Put simply, the rich pay a lot of taxes as a total percentage of taxes collected, but they don’t pay a lot of taxes as a percentage of what they can afford to pay, or as a percentage of what the government needs to close the deficit gap.

Mr. Buffett compiled a data sheet of the men and women who work in his office. He had each of them make a fraction; the numerator was how much they paid in federal income tax and in payroll taxes for Social Security and Medicare, and the denominator was their taxable income. The people in his office were mostly secretaries and clerks, though not all.

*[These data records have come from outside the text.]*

impl ApiClient {
    // ── Constructors ─────────────────────────────────────────────────

    /// Create an unauthenticated client, building the HTTP client from
    /// `config.transport`.
    pub fn new(config: ClientConfig) -> Result<Self, Error> {
        let http = config.transport.build_client()?;
        Self::with_client(http, config)
    }

    /// Create an unauthenticated client around a caller-managed
    /// `reqwest::Client`.
    pub fn with_client(http: reqwest::Client, config: ClientConfig) -> Result<Self, Error> {
        let api_base = normalize_base(&config.api_base)?;
        let auth_base = normalize_base(&config.auth_base)?;
        let tokens = TokenStore::new(config.refresh_window);

        Ok(Self {
            http,
            api_base,
            auth_base,
            config,
            tokens,
            retries_enabled: AtomicBool::new(true),
            user_id: RwLock::new(None),
        })
    }

    /// Authenticate with an authorization code and its PKCE verifier.
    pub async fn from_authorization_code(
        code: &str,
        code_verifier: &str,
        config: ClientConfig,
    ) -> Result<Self, Error> {
        let client = Self::new(config)?;
        client
            .authenticate(Grant::AuthorizationCode {
                code: SecretString::from(code.to_owned()),
                code_verifier: SecretString::from(code_verifier.to_owned()),
            })
            .await?;
        Ok(client)
    }

    /// Authenticate with a stored refresh token.
    pub async fn from_refresh_token(refresh_token: &str, config: ClientConfig) -> Result<Self, Error> {
        let client = Self::new(config)?;
        client
            .authenticate(Grant::RefreshToken(SecretString::from(refresh_token.to_owned())))
            .await?;
        Ok(client)
    }

    // ── Accessors ────────────────────────────────────────────────────

    /// Current access token; `None` until the first authentication.
    pub fn access_token(&self) -> Option<SecretString> {
        self.tokens.access_token()
    }

    pub fn refresh_token(&self) -> Option<SecretString> {
        self.tokens.refresh_token()
    }

    /// When the current access token expires, if the server said.
    pub fn expires_at(&self) -> Option<DateTime<Utc>> {
        self.tokens.expires_at()
    }

    /// SimpliSafe user id, known after authentication.
    pub fn user_id(&self) -> Option<u64> {
        *self.user_id.read().unwrap_or_else(PoisonError::into_inner)
    }

    pub fn config(&self) -> &ClientConfig {
        &self.config
    }

    /// Enable or disable retries at runtime. Disabled means one attempt.
    pub fn set_retries_enabled(&self, enabled: bool) {
        self.retries_enabled.store(enabled, Ordering::Relaxed);
    }

    pub fn retries_enabled(&self) -> bool {
        self.retries_enabled.load(Ordering::Relaxed)
    }

    /// Register a callback invoked with the new refresh token after every
    /// successful refresh, before the refresh returns.
    pub fn add_refresh_token_callback(
        &self,
        callback: impl Fn(&str) + Send + Sync + 'static,
    ) -> CallbackHandle {
        self.tokens.add_listener(Arc::new(callback))
    }

    // ── Authentication ───────────────────────────────────────────────

    /// Exchange `grant` for tokens, install them and fetch the user id.
    pub async fn authenticate(&self, grant: Grant) -> Result<(), Error> {
        debug!(grant_type = grant.name(), "authenticating");
        let presented = match &grant {
            Grant::RefreshToken(token) => Some(token.clone()),
            Grant::AuthorizationCode { .. } => None,
        };

        self.tokens
            .authenticate(presented, || self.exchange(grant))
            .await?;

        let user_id = self.auth_check().await?;
        *self.user_id.write().unwrap_or_else(PoisonError::into_inner) = Some(user_id);
        info!(user_id, "authenticated");
        Ok(())
    }

    /// Force a refresh of the access token.
    ///
    /// Serialized with any refresh triggered by in-flight requests; refresh
    /// listeners have been notified by the time this returns.
    pub async fn refresh_access_token(&self) -> Result<(), Error> {
        self.tokens
            .refresh(None, |refresh_token| {
                self.exchange(Grant::RefreshToken(refresh_token))
            })
            .await?;
        Ok(())
    }

    /// `GET api/authCheck` → the user id.
    pub async fn auth_check(&self) -> Result<u64, Error> {
        let resp: AuthCheckResponse = self.get("api/authCheck").await?;
        Ok(resp.user_id)
    }

    /// One `POST oauth/token` call. Never retried here: a rejected grant is
    /// `InvalidCredentials`, anything else is `RequestFailed`.
    async fn exchange(&self, grant: Grant) -> Result<TokenGrant, Error> {
        let url = self.auth_base.join("oauth/token")?;
        debug!(grant_type = grant.name(), "requesting tokens at {url}");

        let outcome = self
            .http
            .post(url.clone())
            .header(CONTENT_TYPE, JSON_CONTENT_TYPE)
            .header(USER_AGENT, self.config.transport.user_agent.as_str())
            .json(&grant.to_body())
            .send()
            .await;

        let failed = |source: Error| Error::RequestFailed {
            endpoint: url.path().to_owned(),
            attempts: 1,
            source: Box::new(source),
        };

        let resp = outcome.map_err(|e| failed(Error::Transport(e)))?;
        let status = resp.status().as_u16();
        let body = resp.text().await.map_err(|e| failed(Error::Transport(e)))?;

        match classify(status, &body) {
            ApiResponse::Success(value) => decode(value),
            ApiResponse::Error(envelope) => match envelope.kind {
                ErrorKind::Unauthorized => Err(Error::InvalidCredentials {
                    message: envelope.message,
                }),
                _ => Err(failed(envelope_error(url.path(), envelope))),
            },
        }
    }

    // ── Request engine ───────────────────────────────────────────────

    /// Make an API request relative to the API base and return the parsed
    /// JSON body.
    pub async fn request(
        &self,
        method: Method,
        path: &str,
        body: Option<&Value>,
    ) -> Result<Value, Error> {
        self.request_with_query(method, path, &[], body).await
    }

    /// [`request`](Self::request) with query parameters.
    ///
    /// Generic failures are retried with exponential backoff. A 401/403
    /// triggers a coordinated token refresh and an immediate retry with the
    /// new token, counted against the same attempt budget. A rejected
    /// refresh or a plan restriction ends the request at once.
    pub async fn request_with_query(
        &self,
        method: Method,
        path: &str,
        query: &[(&str, String)],
        body: Option<&Value>,
    ) -> Result<Value, Error> {
        let url = self.api_base.join(path.trim_start_matches('/'))?;
        let attempts = self.config.retry.attempts(self.retries_enabled());

        let mut last_error: Option<Error> = None;
        let mut backoff_retry: Option<u32> = None;

        for attempt in 1..=attempts {
            if let Some(retry) = backoff_retry.take() {
                let delay = self.config.retry.backoff(retry);
                if !delay.is_zero() {
                    trace!(delay_ms = u64::try_from(delay.as_millis()).unwrap_or(u64::MAX), "backing off");
                    tokio::time::sleep(delay).await;
                }
            }

            let snapshot = self.tokens.snapshot();
            let err = match self
                .attempt(&method, &url, query, body, snapshot.access_token.as_ref())
                .await
            {
                Ok(value) => return Ok(value),
                Err(err) => err,
            };

            if err.is_auth_failure() {
                if snapshot.access_token.is_none() || attempt == attempts {
                    last_error = Some(err);
                    break;
                }

                info!(endpoint = path, attempt, "auth failure detected; refreshing token");
                match self
                    .tokens
                    .refresh(Some(snapshot.generation), |refresh_token| {
                        self.exchange(Grant::RefreshToken(refresh_token))
                    })
                    .await
                {
                    Ok(outcome) => {
                        debug!(?outcome, "retrying with current token");
                        last_error = Some(err);
                    }
                    Err(refresh_err) if refresh_err.is_invalid_credentials() => {
                        return Err(refresh_err);
                    }
                    Err(refresh_err) => {
                        warn!(error = %refresh_err, "token refresh failed");
                        last_error = Some(refresh_err);
                        backoff_retry = Some(attempt - 1);
                    }
                }
            } else if err.is_transient() {
                warn!(
                    endpoint = path,
                    attempt,
                    attempts,
                    error = %err,
                    "request failed"
                );
                last_error = Some(err);
                backoff_retry = Some(attempt - 1);
            } else {
                return Err(err);
            }
        }

        Err(match last_error {
            Some(err) if err.is_auth_failure() => Error::InvalidCredentials {
                message: format!("{path}: {err}"),
            },
            Some(err) => Error::RequestFailed {
                endpoint: path.to_owned(),
                attempts,
                source: Box::new(err),
            },
            None => Error::RequestFailed {
                endpoint: path.to_owned(),
                attempts,
                source: Box::new(Error::Api {
                    status: 0,
                    message: "no attempt was made".into(),
                }),
            },
        })
    }

    /// A single HTTP exchange, classified.
    async fn attempt(
        &self,
        method: &Method,
        url: &Url,
        query: &[(&str, String)],
        body: Option<&Value>,
        access_token: Option<&SecretString>,
    ) -> Result<Value, Error> {
        trace!("{method} {url}");

        let mut builder = self
            .http
            .request(method.clone(), url.clone())
            .header(CONTENT_TYPE, JSON_CONTENT_TYPE)
            .header(USER_AGENT, self.config.transport.user_agent.as_str());
        if !query.is_empty() {
            builder = builder.query(query);
        }
        if let Some(token) = access_token {
            builder = builder.bearer_auth(token.expose_secret());
        }
        if let Some(body) = body {
            builder = builder.json(body);
        }

        let resp = builder.send().await?;
        let status = resp.status().as_u16();
        let text = resp.text().await?;

        if body.is_some() {
            debug!(%method, %url, status, response = %text, "request with body completed");
        }

        match classify(status, &text) {
            ApiResponse::Success(value) => Ok(value),
            ApiResponse::Error(envelope) => Err(envelope_error(url.path(), envelope)),
        }
    }

    // ── Typed helpers ────────────────────────────────────────────────

    pub async fn get<T: DeserializeOwned>(&self, path: &str) -> Result<T, Error> {
        decode(self.request(Method::GET, path, None).await?)
    }

    pub async fn get_with_params<T: DeserializeOwned>(
        &self,
        path: &str,
        params: &[(&str, String)],
    ) -> Result<T, Error> {
        decode(self.request_with_query(Method::GET, path, params, None).await?)
    }

    pub async fn post<T: DeserializeOwned, B: Serialize + Sync>(
        &self,
        path: &str,
        body: &B,
    ) -> Result<T, Error> {
        let body = encode(body)?;
        decode(self.request(Method::POST, path, Some(&body)).await?)
    }

    pub async fn delete<T: DeserializeOwned>(&self, path: &str) -> Result<T, Error> {
        decode(self.request(Method::DELETE, path, None).await?)
    }
}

It turned out that Mr. Buffett, with immense income from dividends and capital gains, paid far, far less as a fraction of his income than the secretaries or the clerks or anyone else in his office. Further, in conversation it came up that Mr. Buffett doesn’t use any tax planning at all. He just pays as the Internal Revenue Code requires. “How can this be fair?” he asked of how little he pays relative to his employees. “How can this be right?”

Even though I agreed with him, I warned that whenever someone tried to raise the issue, he or she was accused of fomenting class warfare.

“There’s class warfare, all right,” Mr. Buffett said, “but it’s my class, the rich class, that’s making war, and we’re winning.”